Выбрать главу

Корнилов в ответ опубликовал обращение, в котором обвинил Керенского, Временное правительство и большевиков в сговоре с германским Генеральным штабом. Михаил с презрительной гримасой показал Наталье газету с этим воззванием. Оно показалось ей ужасно пафосным и неискренним. А главное – заставляло опасаться того, что начнется гражданская война. Как будто им не хватало затянувшейся войны с Германией!

На последнее воскресенье августа назначили празднование полугодового юбилея Февральской революции. Вчетвером – Наталья, Михаил, Лиза и Петр – вышли из дома, чтобы принять участие в праздничной демонстрации. На улице сияло солнце, теплый воздух был кристально чистым. Крупные буквы плакатов, во множестве расклеенных по городу, напоминали о массовых митингах, которые должны были состояться в главных собраниях и концертных залах.

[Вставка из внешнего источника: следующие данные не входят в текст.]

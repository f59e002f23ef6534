//! Cluster seams consumed by the apply pipeline.
//!
//! `wl-kubehub` and `wl-ops` implement these against a live API server; tests
//! use in-memory fakes.

use std::path::Path;
use std::time::Duration;

use futures::stream::BoxStream;

use crate::{Identity, Workload};

#[derive(Debug, thiserror::Error)]
pub enum ClientError {
    #[error("workload {0} not found")]
    NotFound(Identity),
    /// Optimistic-concurrency rejection (stale resourceVersion).
    #[error("conflict: {0}")]
    Conflict(String),
    #[error(transparent)]
    Other(#[from] anyhow::Error),
}

#[derive(Debug, Clone, Copy, PartialEq, Eq)]
pub enum EventKind {
    Added,
    Modified,
    Deleted,
    Error,
}

#[derive(Debug, Clone)]
pub struct WatchEvent {
    pub kind: EventKind,
    /// Absent for `EventKind::Error`.
    pub object: Option<Workload>,
    pub message: Option<String>,
}

impl WatchEvent {
    pub fn modified(object: Workload) -> Self {
        Self { kind: EventKind::Modified, object: Some(object), message: None }
    }

    pub fn error(message: impl Into<String>) -> Self {
        Self { kind: EventKind::Error, object: None, message: Some(message.into()) }
    }
}

pub type WatchStream = BoxStream<'static, Result<WatchEvent, ClientError>>;

#[async_trait::async_trait]
pub trait WorkloadClient: Send + Sync {
    async fn get(&self, id: &Identity) -> Result<Workload, ClientError>;
    /// Server may default unset fields; the returned object is authoritative.
    async fn create(&self, workload: &Workload) -> Result<Workload, ClientError>;
    /// Keyed by `metadata.resourceVersion`; stale versions yield `ClientError::Conflict`.
    async fn update(&self, workload: &Workload) -> Result<Workload, ClientError>;
    /// Change events for a single workload, in server order.
    async fn watch(&self, id: &Identity) -> Result<WatchStream, ClientError>;

    async fn get_opt(&self, id: &Identity) -> Result<Option<Workload>, ClientError> {
        match self.get(id).await {
            Ok(w) => Ok(Some(w)),
            Err(ClientError::NotFound(_)) => Ok(None),
            Err(e) => Err(e),
        }
    }
}

#[derive(Debug, Clone, PartialEq, Eq)]
pub struct TailRequest {
    pub namespace: String,
    pub selector: String,
    pub since: Duration,
    pub timestamps: bool,
}

/// Streams logs for pods matching a selector until cancelled (dropped).
#[async_trait::async_trait]
pub trait LogTailer: Send + Sync {
    async fn tail(&self, req: TailRequest) -> anyhow::Result<()>;
}

/// Uploads a local source directory as an image.
#[async_trait::async_trait]
pub trait SourcePublisher: Send + Sync {
    /// Returns the pushed reference pinned by digest, `image@sha256:...`.
    async fn publish(&self, dir: &Path, image: &str) -> anyhow::Result<String>;
}
//! Readiness watcher: block until the `Ready` condition resolves or the
//! deadline passes, optionally tailing logs alongside.

use std::sync::Arc;
use std::time::Duration;

use futures::StreamExt;
use metrics::counter;
use tokio::task::JoinHandle;
use tokio::time::Instant;
use tracing::{debug, info, warn};
use wl_core::{EventKind, Identity, LogTailer, TailRequest, WatchEvent, WorkloadClient, READY_CONDITION};

use crate::error::ApplyError;

#[derive(Debug, Clone, PartialEq, Eq)]
pub enum WaitOutcome {
    Ready,
    NotReady { reason: String, message: String },
    /// Carries the configured timeout.
    TimedOut(Duration),
    WatchError(String),
}

impl WaitOutcome {
    fn label(&self) -> &'static str {
        match self {
            WaitOutcome::Ready => "ready",
            WaitOutcome::NotReady { .. } => "not_ready",
            WaitOutcome::TimedOut(_) => "timed_out",
            WaitOutcome::WatchError(_) => "watch_error",
        }
    }

    pub fn into_result(self, id: &Identity) -> Result<(), ApplyError> {
        match self {
            WaitOutcome::Ready => Ok(()),
            WaitOutcome::NotReady { reason, message } => Err(ApplyError::NotReady { id: id.clone(), reason, message }),
            WaitOutcome::TimedOut(timeout) => Err(ApplyError::TimedOut { id: id.clone(), timeout }),
            WaitOutcome::WatchError(cause) => Err(ApplyError::Watch { id: id.clone(), cause }),
        }
    }
}

#[derive(Debug, Clone, Copy, PartialEq, Eq)]
pub struct TailOptions {
    pub since: Duration,
    pub timestamps: bool,
}

impl Default for TailOptions {
    fn default() -> Self {
        Self { since: Duration::from_secs(1), timestamps: false }
    }
}

#[derive(Debug, Clone, Copy, PartialEq, Eq)]
pub struct WaitOptions {
    pub timeout: Duration,
    pub tail: Option<TailOptions>,
}

impl Default for WaitOptions {
    fn default() -> Self {
        Self { timeout: Duration::from_secs(600), tail: None }
    }
}

/// Aborts the tail task when the wait ends, however it ends.
struct TailGuard(JoinHandle<()>);

impl Drop for TailGuard {
    fn drop(&mut self) {
        self.0.abort();
    }
}

fn spawn_tail(tailer: Arc<dyn LogTailer>, id: &Identity, opts: TailOptions) -> TailGuard {
    let req = TailRequest {
        namespace: id.namespace.clone(),
        selector: id.selector(),
        since: opts.since,
        timestamps: opts.timestamps,
    };
    TailGuard(tokio::spawn(async move {
        if let Err(e) = tailer.tail(req).await {
            warn!(error = %e, "log tail ended with error");
        }
    }))
}

/// Waits on the workload's watch stream. A tail failure never changes the
/// outcome.
pub async fn wait_ready<C>(
    client: &C,
    tailer: Option<Arc<dyn LogTailer>>,
    id: &Identity,
    opts: &WaitOptions,
) -> WaitOutcome
where
    C: WorkloadClient + ?Sized,
{
    let deadline = Instant::now() + opts.timeout;
    let _tail = match (tailer, opts.tail) {
        (Some(t), Some(o)) => Some(spawn_tail(t, id, o)),
        _ => None,
    };
    let outcome = watch_until(client, id, deadline, opts.timeout).await;
    counter!("wait_outcome_total", 1u64, "outcome" => outcome.label());
    info!(workload = %id, outcome = outcome.label(), "wait finished");
    outcome
}

async fn watch_until<C>(client: &C, id: &Identity, deadline: Instant, timeout: Duration) -> WaitOutcome
where
    C: WorkloadClient + ?Sized,
{
    let mut stream = match tokio::time::timeout_at(deadline, client.watch(id)).await {
        Err(_) => return WaitOutcome::TimedOut(timeout),
        Ok(Err(e)) => return WaitOutcome::WatchError(e.to_string()),
        Ok(Ok(s)) => s,
    };
    loop {
        let next = tokio::select! {
            biased;
            _ = tokio::time::sleep_until(deadline) => return WaitOutcome::TimedOut(timeout),
            next = stream.next() => next,
        };
        // the timer may not have fired yet even though the deadline passed
        if Instant::now() >= deadline {
            return WaitOutcome::TimedOut(timeout);
        }
        match next {
            None => return WaitOutcome::WatchError("watch closed before the workload became ready".into()),
            Some(Err(e)) => return WaitOutcome::WatchError(e.to_string()),
            Some(Ok(ev)) => {
                if let Some(outcome) = evaluate(id, &ev) {
                    return outcome;
                }
            }
        }
    }
}

/// Terminal outcome for one event, if any.
pub fn evaluate(id: &Identity, ev: &WatchEvent) -> Option<WaitOutcome> {
    let ours = ev.object.as_ref().map(|o| o.identity().as_ref() == Some(id)).unwrap_or(true);
    match ev.kind {
        EventKind::Error => Some(WaitOutcome::WatchError(
            ev.message.clone().unwrap_or_else(|| "watch reported an error".into()),
        )),
        EventKind::Deleted if ours => Some(WaitOutcome::WatchError(format!("workload {} was deleted while waiting", id))),
        EventKind::Deleted => None,
        EventKind::Added | EventKind::Modified => {
            let obj = ev.object.as_ref().filter(|_| ours)?;
            if !obj.status_is_current() {
                debug!(workload = %id, "status not yet observed for latest generation");
                return None;
            }
            let cond = obj.condition(READY_CONDITION)?;
            debug!(workload = %id, status = %cond.status, reason = ?cond.reason, "ready condition");
            if cond.is_true() {
                Some(WaitOutcome::Ready)
            } else if cond.is_false() {
                Some(WaitOutcome::NotReady {
                    reason: cond.reason.clone().unwrap_or_default(),
                    message: cond.message.clone().unwrap_or_default(),
                })
            } else {
                None
            }
        }
    }
}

Самое большое собрание образовалось в Смольном, который с начала августа стал штаб-квартирой Совета. Там шли оживленные дебаты об угрозе контрреволюции. Среди собравшихся ходили слухи о разрыве между Керенским и Корниловым и о том, что Корнилов ведет войска в столицу, чтобы захватить власть.

– Само Временное правительство создало почву для контрреволюции. Только проведение решительной программы «Республика, мир и хлеб» может вселить в массы доверие к власти, – вещал один из ораторов – молодой человек в тужурке.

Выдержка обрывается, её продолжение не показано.